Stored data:
Start of Block

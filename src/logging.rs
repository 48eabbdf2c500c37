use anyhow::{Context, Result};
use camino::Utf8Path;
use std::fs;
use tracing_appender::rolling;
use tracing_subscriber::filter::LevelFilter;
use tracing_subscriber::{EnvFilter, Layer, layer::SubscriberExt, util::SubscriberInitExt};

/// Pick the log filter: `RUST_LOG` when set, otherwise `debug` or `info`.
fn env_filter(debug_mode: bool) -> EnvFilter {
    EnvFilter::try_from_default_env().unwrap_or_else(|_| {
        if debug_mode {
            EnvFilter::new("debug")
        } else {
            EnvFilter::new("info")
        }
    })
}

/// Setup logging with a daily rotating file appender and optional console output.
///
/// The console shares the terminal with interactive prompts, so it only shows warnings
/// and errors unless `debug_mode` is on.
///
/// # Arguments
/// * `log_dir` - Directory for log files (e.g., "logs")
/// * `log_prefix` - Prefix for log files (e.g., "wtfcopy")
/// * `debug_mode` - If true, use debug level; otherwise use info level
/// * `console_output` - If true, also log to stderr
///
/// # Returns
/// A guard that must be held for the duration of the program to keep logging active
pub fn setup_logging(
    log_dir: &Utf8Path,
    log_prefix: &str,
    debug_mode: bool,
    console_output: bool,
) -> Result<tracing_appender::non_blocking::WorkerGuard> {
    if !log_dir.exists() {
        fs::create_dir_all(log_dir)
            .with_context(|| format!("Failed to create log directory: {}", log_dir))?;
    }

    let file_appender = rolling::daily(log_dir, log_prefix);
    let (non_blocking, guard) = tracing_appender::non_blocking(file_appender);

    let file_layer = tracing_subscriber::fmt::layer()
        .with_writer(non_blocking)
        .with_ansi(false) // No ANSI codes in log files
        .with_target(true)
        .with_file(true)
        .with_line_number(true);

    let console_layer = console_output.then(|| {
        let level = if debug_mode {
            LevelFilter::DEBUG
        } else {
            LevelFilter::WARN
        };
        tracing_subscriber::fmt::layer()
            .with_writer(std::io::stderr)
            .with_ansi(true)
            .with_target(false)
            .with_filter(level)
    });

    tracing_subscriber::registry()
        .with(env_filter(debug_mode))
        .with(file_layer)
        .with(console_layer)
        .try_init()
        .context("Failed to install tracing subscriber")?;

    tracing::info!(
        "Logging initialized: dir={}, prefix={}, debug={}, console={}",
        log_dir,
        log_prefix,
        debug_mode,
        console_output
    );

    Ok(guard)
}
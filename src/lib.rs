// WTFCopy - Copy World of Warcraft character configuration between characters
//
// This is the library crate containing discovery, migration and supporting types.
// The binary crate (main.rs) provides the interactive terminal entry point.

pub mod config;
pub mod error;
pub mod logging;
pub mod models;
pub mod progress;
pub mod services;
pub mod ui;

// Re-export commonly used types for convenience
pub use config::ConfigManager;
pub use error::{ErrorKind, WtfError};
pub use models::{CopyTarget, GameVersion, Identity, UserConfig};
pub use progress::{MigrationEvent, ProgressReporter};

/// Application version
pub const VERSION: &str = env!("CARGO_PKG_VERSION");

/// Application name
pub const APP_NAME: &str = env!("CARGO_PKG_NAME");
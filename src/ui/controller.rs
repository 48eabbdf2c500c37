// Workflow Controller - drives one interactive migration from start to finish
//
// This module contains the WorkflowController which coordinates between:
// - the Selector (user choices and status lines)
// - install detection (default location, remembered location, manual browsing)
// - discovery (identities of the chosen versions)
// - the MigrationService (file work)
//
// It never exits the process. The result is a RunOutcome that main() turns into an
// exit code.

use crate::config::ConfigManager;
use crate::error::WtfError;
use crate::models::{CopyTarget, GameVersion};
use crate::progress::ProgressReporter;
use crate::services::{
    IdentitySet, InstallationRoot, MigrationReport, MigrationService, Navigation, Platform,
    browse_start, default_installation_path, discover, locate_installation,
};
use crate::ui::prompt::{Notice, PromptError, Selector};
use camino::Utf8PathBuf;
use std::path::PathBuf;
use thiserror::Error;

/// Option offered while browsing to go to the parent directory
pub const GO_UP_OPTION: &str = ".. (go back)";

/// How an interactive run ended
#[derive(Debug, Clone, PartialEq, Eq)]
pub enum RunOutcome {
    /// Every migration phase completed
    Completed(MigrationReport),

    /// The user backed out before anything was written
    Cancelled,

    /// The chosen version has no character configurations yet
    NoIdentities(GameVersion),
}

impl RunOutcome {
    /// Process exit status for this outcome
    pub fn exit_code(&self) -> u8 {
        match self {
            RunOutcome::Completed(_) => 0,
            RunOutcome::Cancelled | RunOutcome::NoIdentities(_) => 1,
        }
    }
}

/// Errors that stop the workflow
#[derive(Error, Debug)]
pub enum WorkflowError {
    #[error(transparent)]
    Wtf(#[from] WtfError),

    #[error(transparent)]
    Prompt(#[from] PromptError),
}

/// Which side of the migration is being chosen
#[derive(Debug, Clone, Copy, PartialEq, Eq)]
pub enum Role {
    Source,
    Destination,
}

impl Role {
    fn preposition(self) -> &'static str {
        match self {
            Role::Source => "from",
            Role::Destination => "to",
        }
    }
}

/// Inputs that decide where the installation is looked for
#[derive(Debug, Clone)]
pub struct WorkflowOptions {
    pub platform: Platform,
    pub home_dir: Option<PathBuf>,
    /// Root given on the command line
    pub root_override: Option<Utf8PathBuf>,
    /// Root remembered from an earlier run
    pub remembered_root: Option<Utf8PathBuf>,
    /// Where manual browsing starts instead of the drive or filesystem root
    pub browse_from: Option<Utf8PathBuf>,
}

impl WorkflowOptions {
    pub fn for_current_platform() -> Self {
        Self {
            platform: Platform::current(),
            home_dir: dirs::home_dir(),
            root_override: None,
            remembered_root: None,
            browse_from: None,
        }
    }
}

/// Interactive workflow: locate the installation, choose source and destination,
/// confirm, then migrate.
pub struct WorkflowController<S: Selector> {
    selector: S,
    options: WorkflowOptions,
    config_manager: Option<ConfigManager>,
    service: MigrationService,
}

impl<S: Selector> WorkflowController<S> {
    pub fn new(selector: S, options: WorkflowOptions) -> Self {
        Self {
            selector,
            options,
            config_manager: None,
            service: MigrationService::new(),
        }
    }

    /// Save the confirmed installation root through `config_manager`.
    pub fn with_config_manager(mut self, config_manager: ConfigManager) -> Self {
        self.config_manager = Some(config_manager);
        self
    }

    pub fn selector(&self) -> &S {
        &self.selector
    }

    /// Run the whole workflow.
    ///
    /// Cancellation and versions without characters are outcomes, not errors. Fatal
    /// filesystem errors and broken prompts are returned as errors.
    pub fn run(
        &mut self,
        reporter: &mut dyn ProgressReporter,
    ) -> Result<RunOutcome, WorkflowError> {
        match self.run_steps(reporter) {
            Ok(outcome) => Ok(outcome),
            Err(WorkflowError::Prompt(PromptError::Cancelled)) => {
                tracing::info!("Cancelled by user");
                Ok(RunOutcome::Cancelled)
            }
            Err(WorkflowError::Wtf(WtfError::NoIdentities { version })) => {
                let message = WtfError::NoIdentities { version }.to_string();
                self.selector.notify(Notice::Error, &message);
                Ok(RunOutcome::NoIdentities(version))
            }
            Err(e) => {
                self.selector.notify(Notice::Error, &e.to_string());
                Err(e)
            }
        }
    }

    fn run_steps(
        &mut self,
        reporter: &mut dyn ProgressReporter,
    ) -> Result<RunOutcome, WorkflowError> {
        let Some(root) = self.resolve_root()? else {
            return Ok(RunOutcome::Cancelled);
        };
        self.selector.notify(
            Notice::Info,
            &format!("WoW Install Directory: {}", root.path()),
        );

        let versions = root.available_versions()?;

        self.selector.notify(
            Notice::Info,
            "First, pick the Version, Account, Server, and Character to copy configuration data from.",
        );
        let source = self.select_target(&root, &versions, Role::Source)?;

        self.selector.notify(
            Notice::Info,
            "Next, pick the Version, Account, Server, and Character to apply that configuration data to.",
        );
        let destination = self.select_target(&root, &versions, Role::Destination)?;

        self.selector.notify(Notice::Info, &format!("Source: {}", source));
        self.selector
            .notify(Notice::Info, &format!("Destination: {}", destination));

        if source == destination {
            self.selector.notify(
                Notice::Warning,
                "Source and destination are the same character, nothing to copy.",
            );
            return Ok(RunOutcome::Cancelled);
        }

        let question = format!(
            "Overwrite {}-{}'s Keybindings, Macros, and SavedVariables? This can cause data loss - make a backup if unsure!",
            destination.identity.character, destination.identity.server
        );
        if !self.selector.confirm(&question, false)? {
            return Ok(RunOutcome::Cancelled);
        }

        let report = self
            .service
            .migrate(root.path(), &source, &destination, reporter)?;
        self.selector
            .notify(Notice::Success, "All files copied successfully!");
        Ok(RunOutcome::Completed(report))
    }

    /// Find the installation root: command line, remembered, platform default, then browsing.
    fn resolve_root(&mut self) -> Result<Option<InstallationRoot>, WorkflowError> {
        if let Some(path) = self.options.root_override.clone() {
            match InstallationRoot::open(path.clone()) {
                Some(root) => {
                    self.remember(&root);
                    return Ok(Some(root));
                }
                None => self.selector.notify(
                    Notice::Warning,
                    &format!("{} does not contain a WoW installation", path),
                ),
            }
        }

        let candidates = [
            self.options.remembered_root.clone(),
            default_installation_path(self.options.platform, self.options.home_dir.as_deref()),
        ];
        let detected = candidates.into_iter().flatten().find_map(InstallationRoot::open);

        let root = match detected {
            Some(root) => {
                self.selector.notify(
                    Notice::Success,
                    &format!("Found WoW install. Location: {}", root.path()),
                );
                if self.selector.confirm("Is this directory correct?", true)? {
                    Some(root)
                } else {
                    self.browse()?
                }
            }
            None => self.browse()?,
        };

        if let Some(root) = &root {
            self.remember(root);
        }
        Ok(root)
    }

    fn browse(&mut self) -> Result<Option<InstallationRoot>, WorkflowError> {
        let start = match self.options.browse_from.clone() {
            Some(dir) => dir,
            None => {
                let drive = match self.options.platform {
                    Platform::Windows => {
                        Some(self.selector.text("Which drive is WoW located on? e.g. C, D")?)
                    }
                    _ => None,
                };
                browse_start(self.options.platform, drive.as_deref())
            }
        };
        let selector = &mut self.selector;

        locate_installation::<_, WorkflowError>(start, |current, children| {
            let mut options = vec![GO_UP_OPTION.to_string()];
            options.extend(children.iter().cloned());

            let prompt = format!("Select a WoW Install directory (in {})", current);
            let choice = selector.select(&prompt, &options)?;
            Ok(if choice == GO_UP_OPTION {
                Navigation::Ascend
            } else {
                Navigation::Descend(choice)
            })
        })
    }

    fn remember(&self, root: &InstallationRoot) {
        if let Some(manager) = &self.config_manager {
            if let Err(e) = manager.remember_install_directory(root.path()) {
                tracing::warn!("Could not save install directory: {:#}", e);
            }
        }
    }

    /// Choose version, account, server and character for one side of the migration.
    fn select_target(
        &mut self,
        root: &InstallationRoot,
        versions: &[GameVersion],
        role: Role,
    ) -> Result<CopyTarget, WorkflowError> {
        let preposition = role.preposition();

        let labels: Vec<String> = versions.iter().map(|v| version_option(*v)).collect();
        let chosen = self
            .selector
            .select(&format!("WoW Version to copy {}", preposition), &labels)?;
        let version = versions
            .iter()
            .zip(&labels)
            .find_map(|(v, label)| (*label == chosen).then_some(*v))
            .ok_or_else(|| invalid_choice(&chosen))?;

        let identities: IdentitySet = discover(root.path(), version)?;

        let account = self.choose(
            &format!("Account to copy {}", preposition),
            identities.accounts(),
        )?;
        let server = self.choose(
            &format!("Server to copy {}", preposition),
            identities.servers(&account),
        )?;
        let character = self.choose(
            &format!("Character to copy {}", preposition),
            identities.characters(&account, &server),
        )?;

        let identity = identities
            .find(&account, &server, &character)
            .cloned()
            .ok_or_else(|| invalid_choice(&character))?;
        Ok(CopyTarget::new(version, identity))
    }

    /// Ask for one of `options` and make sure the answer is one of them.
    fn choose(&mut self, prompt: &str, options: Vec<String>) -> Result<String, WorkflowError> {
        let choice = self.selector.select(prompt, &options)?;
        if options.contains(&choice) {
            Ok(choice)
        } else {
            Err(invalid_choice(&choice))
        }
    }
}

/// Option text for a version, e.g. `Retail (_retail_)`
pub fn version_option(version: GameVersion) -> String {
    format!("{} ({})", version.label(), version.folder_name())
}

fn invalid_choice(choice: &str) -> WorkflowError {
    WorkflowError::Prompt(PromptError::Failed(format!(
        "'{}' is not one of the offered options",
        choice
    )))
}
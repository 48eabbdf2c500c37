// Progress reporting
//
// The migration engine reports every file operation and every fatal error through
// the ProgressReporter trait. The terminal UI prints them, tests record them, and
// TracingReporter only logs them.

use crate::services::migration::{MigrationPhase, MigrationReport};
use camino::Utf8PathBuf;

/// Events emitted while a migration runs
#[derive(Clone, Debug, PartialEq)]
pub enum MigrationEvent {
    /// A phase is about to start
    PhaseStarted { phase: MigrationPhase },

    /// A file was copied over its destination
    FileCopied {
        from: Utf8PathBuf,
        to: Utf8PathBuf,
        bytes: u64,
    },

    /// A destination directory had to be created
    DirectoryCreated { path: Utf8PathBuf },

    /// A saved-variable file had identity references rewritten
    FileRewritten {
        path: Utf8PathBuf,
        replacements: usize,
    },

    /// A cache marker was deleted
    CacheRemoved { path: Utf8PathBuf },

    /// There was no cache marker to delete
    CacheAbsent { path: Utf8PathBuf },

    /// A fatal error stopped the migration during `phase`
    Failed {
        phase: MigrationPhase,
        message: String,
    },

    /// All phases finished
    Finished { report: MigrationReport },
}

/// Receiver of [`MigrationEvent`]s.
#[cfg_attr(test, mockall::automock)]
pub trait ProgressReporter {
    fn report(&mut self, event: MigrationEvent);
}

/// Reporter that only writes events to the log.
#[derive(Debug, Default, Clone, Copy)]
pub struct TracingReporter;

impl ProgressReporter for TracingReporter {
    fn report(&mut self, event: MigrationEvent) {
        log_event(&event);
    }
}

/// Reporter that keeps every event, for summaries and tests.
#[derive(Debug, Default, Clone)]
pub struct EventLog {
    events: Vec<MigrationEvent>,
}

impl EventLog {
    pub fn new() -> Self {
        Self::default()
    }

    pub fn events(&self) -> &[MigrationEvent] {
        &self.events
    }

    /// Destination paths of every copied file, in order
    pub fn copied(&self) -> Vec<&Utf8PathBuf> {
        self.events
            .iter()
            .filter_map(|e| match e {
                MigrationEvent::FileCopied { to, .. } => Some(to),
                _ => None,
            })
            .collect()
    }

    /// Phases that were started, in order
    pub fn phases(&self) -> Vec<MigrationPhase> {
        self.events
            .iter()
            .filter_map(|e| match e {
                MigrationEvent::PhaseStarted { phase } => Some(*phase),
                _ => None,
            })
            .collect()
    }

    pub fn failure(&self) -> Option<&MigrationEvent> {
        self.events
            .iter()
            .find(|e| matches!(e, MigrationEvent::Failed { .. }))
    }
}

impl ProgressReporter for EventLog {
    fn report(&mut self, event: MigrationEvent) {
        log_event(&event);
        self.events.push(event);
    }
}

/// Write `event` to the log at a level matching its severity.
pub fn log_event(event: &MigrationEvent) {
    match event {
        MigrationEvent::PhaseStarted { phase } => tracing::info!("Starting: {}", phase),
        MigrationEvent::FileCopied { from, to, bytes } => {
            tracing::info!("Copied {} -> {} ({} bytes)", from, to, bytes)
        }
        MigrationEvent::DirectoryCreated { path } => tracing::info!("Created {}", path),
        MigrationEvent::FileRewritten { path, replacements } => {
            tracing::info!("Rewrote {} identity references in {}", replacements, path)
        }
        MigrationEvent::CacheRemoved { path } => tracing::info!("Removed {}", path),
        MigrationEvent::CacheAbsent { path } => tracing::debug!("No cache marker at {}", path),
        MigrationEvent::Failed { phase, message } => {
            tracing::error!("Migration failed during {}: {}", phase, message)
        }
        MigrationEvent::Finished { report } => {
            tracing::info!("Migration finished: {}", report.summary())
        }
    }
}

End of Block

- TASK GOAL -
The answer must consist of every line from the data that contains the word "candidates".

- RESPONSE TO THE EXERCISE -
        let candidates = [
        let detected = candidates.into_iter().flatten().find_map(InstallationRoot::open);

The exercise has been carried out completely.